Sunday, December 4 2016

VietNamNews

Interest reduced on dollar, euro loans

Update: January, 21/2016 - 10:10
The interest rate on euro-denominated NPLs has been reduced by 0.6 per cent to reach 4.8 per cent per year, while the rate for dollar – denominated NPLs has been cut by 0.1 per cent to touch 4.2 per cent per year. — Photo bizlive.vn
HA NOI  (VNS) — The Viet Nam Asset Management Company (VAMC) has cut the applicable interest rates on euro and US dollar-denominated non-performing loans (NPLs) purchased from credit institutions.

Accordingly, the interest rate on euro-denominated NPLs has been reduced by 0.6 per cent to reach 4.8 per cent per year, while the rate for dollar – denominated NPLs has been cut by 0.1 per cent to touch 4.2 per cent per year.

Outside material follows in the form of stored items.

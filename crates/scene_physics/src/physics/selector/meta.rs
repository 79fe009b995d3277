//! Meta selector fanning queries out to other selectors

use super::{TriangleQuery, TriangleSelector};
use crate::geometry::{Triangle, AABB};
use crate::scene::{NodeId, SceneManager, SelectorId};

/// Container selector, no triangles of its own
///
/// Children are handles into the scene's selector arena. Children belonging
/// to the query's excluded node are skipped, so a moving body's own proxy
/// never collides with itself.
#[derive(Debug, Clone, Default)]
pub struct MetaTriangleSelector {
    selectors: Vec<SelectorId>,
}

impl MetaTriangleSelector {
    /// Create an empty container
    pub fn new() -> Self {
        Self::default()
    }

    /// Create a container over `selectors`
    pub fn with_selectors(selectors: Vec<SelectorId>) -> Self {
        Self { selectors }
    }

    /// Add a child selector
    pub fn add_selector(&mut self, selector: SelectorId) {
        self.selectors.push(selector);
    }

    /// Remove a child selector, returns whether it was present
    pub fn remove_selector(&mut self, selector: SelectorId) -> bool {
        let before = self.selectors.len();
        self.selectors.retain(|&child| child != selector);
        self.selectors.len() != before
    }

    /// Remove every child
    pub fn remove_all(&mut self) {
        self.selectors.clear();
    }

    /// Child handles
    pub fn selectors(&self) -> &[SelectorId] {
        &self.selectors
    }

    fn for_each_child(&self, query: &TriangleQuery<'_>, mut f: impl FnMut(&dyn TriangleSelector)) {
        for &id in &self.selectors {
            let Some(child) = query.scene.selector(id) else {
                continue;
            };
            if query.exclude.is_some() && child.node() == query.exclude {
                continue;
            }
            f(child);
        }
    }
}

impl TriangleSelector for MetaTriangleSelector {
    fn triangle_count(&self, scene: &SceneManager) -> usize {
        self.selectors
            .iter()
            .filter_map(|&id| scene.selector(id))
            .map(|child| child.triangle_count(scene))
            .sum()
    }

    fn all_triangles(&self, query: &TriangleQuery<'_>, out: &mut Vec<Triangle>) {
        self.for_each_child(query, |child| child.all_triangles(query, out));
    }

    fn triangles_in_box(&self, aabb: &AABB, query: &TriangleQuery<'_>, out: &mut Vec<Triangle>) {
        self.for_each_child(query, |child| child.triangles_in_box(aabb, query, out));
    }

    fn node(&self) -> Option<NodeId> {
        None
    }

    fn clone_for_node(&self, _node: NodeId) -> Box<dyn TriangleSelector> {
        Box::new(self.clone())
    }

    fn as_meta_mut(&mut self) -> Option<&mut MetaTriangleSelector> {
        Some(self)
    }
}

#[cfg(test)]
mod tests {
    use super::*;
    use crate::foundation::math::Vec3;
    use crate::physics::{BoundingBoxTriangleSelector, MeshTriangleSelector};
    use crate::scene::SceneNode;

    #[test]
    fn test_fans_out_and_skips_excluded_node() {
        let mut scene = SceneManager::new();
        let player = scene.add_node(SceneNode::new("player"));
        scene.update_absolute_transforms();

        let floor = scene.add_selector(Box::new(MeshTriangleSelector::new(
            None,
            vec![Triangle::new(Vec3::zeros(), Vec3::z(), Vec3::x())],
        )));
        let proxy = scene.add_selector(Box::new(BoundingBoxTriangleSelector::new(player)));
        let world = scene.add_selector(Box::new(MetaTriangleSelector::with_selectors(vec![floor, proxy])));

        let world_selector = scene.selector(world).unwrap();
        assert_eq!(world_selector.triangle_count(&scene), 13);

        let mut out = Vec::new();
        world_selector.all_triangles(&TriangleQuery::new(&scene), &mut out);
        assert_eq!(out.len(), 13);

        out.clear();
        world_selector.all_triangles(&TriangleQuery::new(&scene).excluding(Some(player)), &mut out);
        assert_eq!(out.len(), 1);

        // Exclusion is per query, the next one sees the proxy again
        out.clear();
        let everything = AABB::new(Vec3::new(-10.0, -10.0, -10.0), Vec3::new(10.0, 10.0, 10.0));
        world_selector.triangles_in_box(&everything, &TriangleQuery::new(&scene), &mut out);
        assert_eq!(out.len(), 13);
    }

    #[test]
    fn test_add_remove_children_through_scene() {
        let mut scene = SceneManager::new();
        let floor = scene.add_selector(Box::new(MeshTriangleSelector::new(None, Vec::new())));
        let world = scene.add_selector(Box::new(MetaTriangleSelector::new()));

        scene.meta_selector_mut(world).unwrap().add_selector(floor);
        assert_eq!(scene.meta_selector_mut(world).unwrap().selectors(), &[floor]);
        assert!(scene.meta_selector_mut(world).unwrap().remove_selector(floor));
        assert!(!scene.meta_selector_mut(world).unwrap().remove_selector(floor));

        scene.meta_selector_mut(world).unwrap().add_selector(floor);
        scene.meta_selector_mut(world).unwrap().remove_all();
        assert!(scene.meta_selector_mut(world).unwrap().selectors().is_empty());
        assert!(scene.meta_selector_mut(floor).is_none());
    }
}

However, the interest rate on Vietnamese dong-denominated NPLs remains unchanged at 9.6 per cent.

The new interest rates are applicable in the first quarter of this year, from January 1 to March 31.

As per Circular 19, the State Bank of Viet Nam requires VAMC to review and adjust the interest rates applicable on purchased NPLs in keeping with the repayment capacity of the borrowers, the interest rates prevalent in the market and based on the agreement with customers. These interest rates will be publicised by VAMC quarterly.

This is the seventh time VAMC has announced an adjustment in interest rates applicable to purchased NPLs. The company had adjusted interest rates for the first time during the second quarter of 2014, when it decided to significantly cut interest rates on NPLs bought in dong from 15 to 18 per cent per year to just 10.7 per cent per year.

VAMC General Director Nguyen Huu Thuy said the company acquired bad loans worth nearly VND111 trillion (US$4.84 billion) at book value from credit institutions last year, in exchange for special bonds.

The VAMC has purchased bad debts worth VND243 trillion ($10.6 billion) since its launch in 2013.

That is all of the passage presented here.